Bendita rutina
(La columna de Carmen Posadas en el XLSemanal del 3 de marzo
de 2013)
En mi vasta incultura, jamás había oído hablar de Konrad
Lorenz. Y sin embargo, este caballero, premio Nobel de Medicina, está
considerado el padre de una muy interesante rama de la ciencia, la etología,
que se encarga de estudiar el comportamiento de los animales y todo lo que éste
revela sobre nosotros, los humanos. En su libro Sobre la agresión, el
pretendido mal, Lorenz elabora una brillante teoría que ayuda a entender por
qué a veces llegamos a ser tan crueles. Conocer las razones ocultas para actuar
de una u otra manera no solo permite comprender mejor a los demás sino, mucho
más importante aún, desvela claves sobre actuaciones propias que a veces nos
sorprenden y otras nos alarman. Más adelante les hablaré de la agresión y sus
claves porque vale la pena, pero hoy me gustaría comentar otra parte del libro
más amable, más doméstica y a la vez reveladora de cómo son nuestros secretos
mecanismos de comportamiento y del papel que juega en nuestras vidas la rutina,
la costumbre.
En estos tiempos infantiloides y simples que vivimos, la
rutina está considerada casi una mala palabra. La gente lo que quiere es huir
de ella, vivir a mil, centrifugarse a tope. Y eso está muy bien siempre que a
uno no se le centrifugue también la sesera cosa que, mirando en derredor,
parece que es lo que ocurre, porque van todos de aquí para allá como pollo sin
cabeza. Según Lorenz, en cambio, la rutina no solo no es aburrida, cansina o de
“pringaos”, sino muy necesaria, sobre todo en tiempos inciertos como los que
vivimos. Más aún, a veces se convierte en el único refugio y en un modo de
mantener la cordura. Uno de los experimentos que relata Lorenz en su libro es
muy revelador.
Había adiestrado a un ganso salvaje para que no tuviera
miedo de entrar en casa e incluso subir la escalera interior, algo por lo visto
nada fácil para un ánsar. Konrad veía que al ganso le costaba mucho la decisión
de subir la escalera y que, antes de hacerlo, indefectiblemente se detenía
frente a la ventana y permanecía ahí unos instantes, permitiendo que los rayos
del sol lo bañaran de arriba abajo. Siempre era la misma rutina. Entraba, se
detenía ante la parte soleada y solo entonces acometía la difícil tarea de
subir la escalera. Cada vez lo hacía mejor y con mayor confianza, hasta que un
día se detuvo paralizado de terror y, por más que Lorenz lo animaba e incluso
azuzaba, fue incapaz de acometer la escalada. ¿Qué había pasado? Simplemente que
ese día no había sol, y el ganso no pudo bañarse durante unos segundos en sus
rayos, lo que le impidió continuar con la actividad que otros días no
presentaba dificultad alguna para él.
Esto me recuerda a alguien a quien admiraba mucho y que como
tantos, de un día para otro se vio prejubilado y sin horizonte. En sus tiempos
de bonanza, era un hombre ordenado y rutinario. Con puntualidad de reloj suizo
salía a las siete y cuarto de su casa, corría por el parque media hora, pasaba
por la panadería ocho menos cuarto en punto, llegaba a casa, se duchaba y salía
hacia su trabajo hecho un brazo de mar a las ocho y veinticinco. Me sorprendió
observar que cuando la vida lo dejó en la cuneta, él continuó exactamente con
la misma rutina, gimnasia, panadería, ducha e incluso salía de casa a la hora
de siempre vestido del mismo modo que cuando iba a la oficina. ¿A dónde iba?

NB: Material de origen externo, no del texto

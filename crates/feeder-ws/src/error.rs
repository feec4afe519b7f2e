//! WebSocket error types.

use thiserror::Error;

#[derive(Debug, Error)]
pub enum WsError {
    #[error("Connection failed: {0}")]
    ConnectionFailed(String),

    #[error("Connection closed: code={code}, reason={reason}")]
    ConnectionClosed { code: u16, reason: String },

    #[error("Max connection retries reached after {attempts} attempts")]
    MaxRetriesExceeded { attempts: u32 },

    #[error("Task {task_id} exceeded max retries")]
    TaskRetriesExceeded { task_id: u64 },

    #[error("Unknown task id: {0}")]
    UnknownTask(u64),

    #[error("Send failed: {0}")]
    SendFailed(String),

    #[error("Cancelled")]
    Cancelled,

    #[error("Tungstenite error: {0}")]
    Tungstenite(#[from] tokio_tungstenite::tungstenite::Error),

    #[error("JSON error: {0}")]
    Json(#[from] serde_json::Error),
}

impl WsError {
    /// Whether the error indicates the transport is gone, as opposed to a
    /// recoverable per-message failure. Transport-closed errors exit the
    /// fetch loop immediately instead of counting against the error budget.
    pub fn is_transport_closed(&self) -> bool {
        use tokio_tungstenite::tungstenite::Error as TError;
        match self {
            Self::ConnectionClosed { .. } | Self::MaxRetriesExceeded { .. } => true,
            Self::Tungstenite(e) => matches!(
                e,
                TError::ConnectionClosed | TError::AlreadyClosed | TError::Io(_)
            ),
            _ => false,
        }
    }
}

pub type WsResult<T> = Result<T, WsError>;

Sospecho que a sentarse en un café o en un banco del parque con un libro. Un
día me atreví a preguntarle por qué lo hacía y esto es lo que me contestó:
“Porque si no tienes una rutina, un día dirás que para qué hacer gimnasia y
otro que para qué ducharte o lavarte la cara; más tarde pensarás que no hay
motivo para levantarte de la cama y entonces la vida te habrá vencido del
todo”. Han pasado los años y sigo viéndolo sentado en el café. Su traje es
ahora más humilde y ha perdido algo de pelo pero en sus ojos hay el mismo
brillo de siempre. Quizá porque la rutina tiene un efecto benéfico y redentor
como dice Lorenz. O tal vez, porque, como apuntaba Albert Camus, no hay destino
por adverso que sea que no pueda conjurarse con la más total indiferencia.